The device can comprise one or more distance sensors. The device preferably comprises one or more distance sensors for the early detection of obstacles, for maintaining distances, for carrying out various work and driving cycles.

The device can comprise one or more tilt sensors. The device preferably comprises one or more tilt sensors for maintaining a horizontal position of the device and / or the attachments and / or for regulating, for example, preset angles of inclination of a programmed surface or height profile.

The device can comprise one or more weather sensors. The device preferably comprises one or more weather sensors in order, for example, to be able to independently decide on open spaces such as beaches whether processing is possible due to, for example, strong winds, heavy rain showers, frost, etc.
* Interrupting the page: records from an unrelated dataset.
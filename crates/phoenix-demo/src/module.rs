//! Module identifiers and the interface every demo module implements.
//!
//! The set of modules is closed: [`ModuleId`] is an enum, and
//! [`ModuleInstance`] holds one concrete module per variant, so dispatch is
//! an exhaustive `match` rather than a dynamic lookup.

use std::fmt;
use std::str::FromStr;

use phoenix_core::clock::{Fired, Millis, Scheduler};
use serde::{Deserialize, Serialize};

use crate::action::DemoAction;
use crate::error::DemoError;
use crate::event::EventLog;
use crate::modules::audit::{AuditModule, AuditView};
use crate::modules::bookings::{BookingsModule, BookingsView};
use crate::modules::cameras::{CamerasModule, CamerasView};
use crate::modules::fiscal::{FiscalModule, FiscalView};
use crate::modules::pos::{PosModule, PosView};

// ---------------------------------------------------------------------------
// ModuleId
// ---------------------------------------------------------------------------

/// Identifies a demo module.
#[derive(Debug, Clone, Copy, PartialEq, Eq, PartialOrd, Ord, Hash, Serialize, Deserialize)]
#[serde(rename_all = "snake_case")]
pub enum ModuleId {
    Pos,
    Audit,
    Bookings,
    Cameras,
    Fiscal,
}

impl ModuleId {
    pub const ALL: [ModuleId; 5] = [
        ModuleId::Pos,
        ModuleId::Audit,
        ModuleId::Bookings,
        ModuleId::Cameras,
        ModuleId::Fiscal,
    ];

    pub fn as_str(self) -> &'static str {
        match self {
            ModuleId::Pos => "pos",
            ModuleId::Audit => "audit",
            ModuleId::Bookings => "bookings",
            ModuleId::Cameras => "cameras",
            ModuleId::Fiscal => "fiscal",
        }
    }
}

impl fmt::Display for ModuleId {
    fn fmt(&self, f: &mut fmt::Formatter<'_>) -> fmt::Result {
        f.write_str(self.as_str())
    }
}

impl FromStr for ModuleId {
    type Err = DemoError;

    fn from_str(s: &str) -> Result<Self, Self::Err> {
        let wanted = s.trim();
        ModuleId::ALL
            .into_iter()
            .find(|id| id.as_str().eq_ignore_ascii_case(wanted))
            .ok_or_else(|| DemoError::UnknownModule { id: s.to_string() })
    }
}

// ---------------------------------------------------------------------------
// DemoModule trait
// ---------------------------------------------------------------------------

/// A self-contained module simulation.
///
/// Each module owns its own [`Scheduler`]; dropping the module drops every
/// timer it ever armed.
pub trait DemoModule: fmt::Debug {
    fn id(&self) -> ModuleId;

    fn scheduler(&self) -> &Scheduler;

    fn scheduler_mut(&mut self) -> &mut Scheduler;

    /// Handle one fired timer from this module's scheduler.
    fn on_timer(&mut self, fired: Fired, events: &mut EventLog);

    /// Apply a user action targeted at this module.
    fn handle(&mut self, action: &DemoAction, events: &mut EventLog) -> Result<(), DemoError>;

    /// Stop every running process. Called right before the instance is
    /// dropped.
    fn unmount(&mut self);

    /// Render-ready view data.
    fn view(&self) -> ModuleView;

    /// Whether any timer is still pending.
    fn is_busy(&self) -> bool {
        self.scheduler().pending() > 0
    }

    /// Run every timer due within the next `dt` milliseconds, one at a
    /// time and in order.
    fn advance(&mut self, dt: Millis, events: &mut EventLog) {
        let until = self.scheduler().now().saturating_add(dt);
        while let Some(fired) = self.scheduler_mut().pop_due(until) {
            self.on_timer(fired, events);
        }
        self.scheduler_mut().settle(until);
    }
}

// ---------------------------------------------------------------------------
// ModuleInstance
// ---------------------------------------------------------------------------

/// One live module, tagged by kind.
#[derive(Debug)]
pub enum ModuleInstance {
    Pos(PosModule),
    Audit(AuditModule),
    Bookings(BookingsModule),
    Cameras(CamerasModule),
    Fiscal(FiscalModule),
}

impl ModuleInstance {
    pub fn as_module(&self) -> &dyn DemoModule {
        match self {
            ModuleInstance::Pos(m) => m,
            ModuleInstance::Audit(m) => m,
            ModuleInstance::Bookings(m) => m,
            ModuleInstance::Cameras(m) => m,
            ModuleInstance::Fiscal(m) => m,
        }
    }

    pub fn as_module_mut(&mut self) -> &mut dyn DemoModule {
        match self {
            ModuleInstance::Pos(m) => m,
            ModuleInstance::Audit(m) => m,
            ModuleInstance::Bookings(m) => m,
            ModuleInstance::Cameras(m) => m,
            ModuleInstance::Fiscal(m) => m,
        }
    }

    pub fn id(&self) -> ModuleId {
        self.as_module().id()
    }
}

/// View data for the active module, tagged for JSON renderers.
#[derive(Debug, Clone, PartialEq, Serialize)]
#[serde(tag = "module", rename_all = "snake_case")]
pub enum ModuleView {
    Pos(PosView),
    Audit(AuditView),
    Bookings(BookingsView),
    Cameras(CamerasView),
    Fiscal(FiscalView),
}

#[cfg(test)]
mod tests {
    use super::*;

    #[test]
    fn parse_known_ids() {
        assert_eq!("pos".parse::<ModuleId>().unwrap(), ModuleId::Pos);
        assert_eq!(" Fiscal ".parse::<ModuleId>().unwrap(), ModuleId::Fiscal);
    }

    #[test]
    fn parse_unknown_id_fails() {
        let err = "payroll".parse::<ModuleId>().unwrap_err();
        assert!(matches!(err, DemoError::UnknownModule { ref id } if id == "payroll"));
    }

    #[test]
    fn display_round_trips_through_parse() {
        for id in ModuleId::ALL {
            assert_eq!(id.to_string().parse::<ModuleId>().unwrap(), id);
        }
    }
}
The device can comprise one or more induction sensors. The device preferably comprises one or more induction sensors, for example in order to detect the wire which is worked into the bottom of the surface to be straightened and delimits the surface to be straightened.

The device can comprise one or more overload sensors. The device preferably comprises one or more overload sensors for measuring and detecting, for example, too much material in front of the attached implement.

The device can include one or more moisture sensors. The device preferably comprises one or more moisture sensors for measuring the moisture content of the material to be leveled in the loose ground and / or in order to apply a regulated amount of liquid to the surface.

The device can comprise one or more optical sensors. The device preferably comprises one or more optical sensors for recognizing contour lines Laser beam projection and / or for recognizing contour lines at the base station. In particular, the device comprises height sensors for comparison with the leveling laser or for determining the actual and target height.

The device can comprise one or more speed sensors. The device preferably comprises one or more speed sensors for regulating speeds of the drive axles and / or for regulating attachments which work by rotating movements.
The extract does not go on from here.